It has been a weird few years since Natasha Lyonne debuted her series “Russian Doll” on Netflix. We saw a violent insurrection in the United States capital and a global plague that turned society upside-down. These are times when you want to say, as Lyonne’s Nadia Vulvokov so eloquently puts it before tossing back a shot of bourbon, “When the universe f***s with you… let it!”
This might be a good quip, but not what any true New Yorker actually does. Nor, if you follow Jacob’s lead, how a Jew handles things, either. Luckily Vulvokov, like her creator Lyonne, is both, and once the trippy science fiction premise of this sequel series makes itself known, it is clear that Nadia is going to face its implications head-on and make the difficult, righteous choices. Eventually.

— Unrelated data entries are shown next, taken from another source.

//! Loader query string parsing.
//!
//! Two forms are accepted, as produced by bundler configurations:
//!
//! - `?{"helperDirs":["./helpers"],"debug":true}`: a JSON object
//! - `?helperDirs[]=./helpers&knownHelpers[]=t&debug&-inlineRequires`: key/value
//!   pairs separated by `&` or `,`. `key[]=v` appends to a list, a bare `key`
//!   (or `+key`) means `true`, `-key` means `false`, and the values `true` /
//!   `false` become booleans. Keys and values are percent-decoded.

use crate::core::LoaderError;
use serde_json::{Map, Value};

/// Parse a loader query into a JSON object.
///
/// An empty query (or a lone `?`) yields an empty object.
pub fn parse_query(query: &str) -> Result<Map<String, Value>, LoaderError> {
    let query = query.trim();
    let body = query.strip_prefix('?').unwrap_or(query);

    if body.is_empty() {
        return Ok(Map::new());
    }

    if body.starts_with('{') {
        return match serde_json::from_str::<Value>(body) {
            Ok(Value::Object(map)) => Ok(map),
            Ok(_) => Err(invalid("query must be a JSON object")),
            Err(e) => Err(invalid(&format!("malformed JSON: {e}"))),
        };
    }

    let mut result = Map::new();
    for pair in body.split(['&', ',']).filter(|p| !p.is_empty()) {
        let (raw_key, raw_value) = match pair.split_once('=') {
            Some((key, value)) => (key, Some(value)),
            None => (pair, None),
        };
        let key = percent_decode(raw_key)?;

        let Some(raw_value) = raw_value else {
            if let Some(name) = key.strip_prefix('-') {
                result.insert(name.to_string(), Value::Bool(false));
            } else {
                let name = key.strip_prefix('+').unwrap_or(&key);
                result.insert(name.to_string(), Value::Bool(true));
            }
            continue;
        };

        let value = match percent_decode(raw_value)?.as_str() {
            "true" => Value::Bool(true),
            "false" => Value::Bool(false),
            other => Value::String(other.to_string()),
        };

        if let Some(name) = key.strip_suffix("[]") {
            let slot = result.entry(name.to_string()).or_insert_with(|| Value::Array(Vec::new()));
            match slot {
                Value::Array(items) => items.push(value),
                existing => {
                    let previous = existing.take();
                    *existing = Value::Array(vec![previous, value]);
                }
            }
        } else {
            result.insert(key, value);
        }
    }

    Ok(result)
}

fn invalid(reason: &str) -> LoaderError {
    LoaderError::InvalidOption {
        option: "query".to_string(),
        reason: reason.to_string(),
    }
}

/// Decode `%XX` escapes and `+` as space.
fn percent_decode(input: &str) -> Result<String, LoaderError> {
    let bytes = input.as_bytes();
    let mut out = Vec::with_capacity(bytes.len());
    let mut i = 0;

    while i < bytes.len() {
        match bytes[i] {
            b'%' => {
                let hex = bytes
                    .get(i + 1..i + 3)
                    .and_then(|h| std::str::from_utf8(h).ok())
                    .and_then(|h| u8::from_str_radix(h, 16).ok())
                    .ok_or_else(|| invalid(&format!("bad percent escape in '{input}'")))?;
                out.push(hex);
                i += 3;
            }
            b'+' if i > 0 => {
                out.push(b' ');
                i += 1;
            }
            byte => {
                out.push(byte);
                i += 1;
            }
        }
    }

    String::from_utf8(out).map_err(|_| invalid(&format!("'{input}' is not valid UTF-8")))
}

While the original season’s “Groundhog Day”-ish premise formed perfect cause-and-effect figure 8s, part two, airing April 20 on Netflix, doesn’t quite snap together like a jigsaw puzzle. I believe this is by design. Nadia, our downtown hipster Jewess — one of the most “oh-my-God-I-know-her” characters ever seen on television — experienced a lot of self-growth last time. Now she has to somehow make corrections for her family, and this is going to get complicated.
For starters, her mother and grandmother have both died, but when she hops on the downtown 6 train one night, she discovers that her $2.75 buys her a ride back in time. Days before her 40th birthday in 2022, she emerges at Astor Place 40 years ago and, once she starts putting things together, she is actually in the body of her pregnant mother, played by Chloë Sevigny.
Her mother, who committed suicide at 36, broke with her own mother after she lost the family fortune, which had been invested in South African gold Krugerrand coins. If Nadia can somehow recover this stolen satchel, she can create a whole new timeline, right? No, of course not.
Nadia’s grandmother invested in Krugerrands because, like many Holocaust survivors, she maintained a healthy degree of distrust in… everything. She witnessed government lies and mass theft, specifically, given that everything she had of value was taken away on the Hungarian Gold Train, a very real (and strange) footnote from World War II. (Without getting too much into spoiler territory, I’ll simply say that Nadia’s magic tracks don’t just take her to the East Village in the ’80s, but Budapest in the ’40s, too. For a woman who has lived with the specter of Nazism tormenting her family her whole life, it makes for a terrifying realization.)
But also… funny! Because Natasha Lyonne, who wrote and directed many of the seven episodes herself (and served as a producer on the whole shmear) is one of the great creative personalities of our time. Exuding a frazzled beauty that wavers between extreme self-confidence and the woes of the perplexed, she is tougher than nails one minute and a sweetheart who just wants people to be happy the next. She also never misses an opportunity to make a wisecrack, even if no one is listening. No one but us, anyway.
I jotted a string of zings while blazing through the series, then gave up when the list got too long. Half of the time it’s the delivery of the lines (“looks like Purim came early this year!”; “we’re Ashkenazi Jews, not wizards!”) that sells them, anyway.
Nadia’s investigation of her own Judaism isn’t a dialogue; it’s a sitcom between herself and her fate. “You’re not a creationist, are you?” she is asked as she tries, against the pull of time and destiny, to change her family’s story. “Wouldn’t it be nice to have somebody to blame!!?” she snaps back. She doesn’t have time to wonder about God’s plans for her; she’s too busy trying to work around them.
A project this rich has many avenues worth discussing (all the music chosen — from Van Halen to Bauhaus to Falco to Franz Liszt to the Velvet Underground to Brian Eno — is perfect), as are the delightful in-jokes for people who have lived a life similar to Nadia’s. (It was great to see Crazy Eddie again.)
But beyond the weirdo sci fi and the tough gal exterior, this is a wise, tender, and extremely clever exploration of generational trauma. This is a show that Jews of my generation — the grandchildren generation — will feel deep in their bones.
There will be debate if season two was as good as season one, but one thing is for absolute certain: the world could use a season three.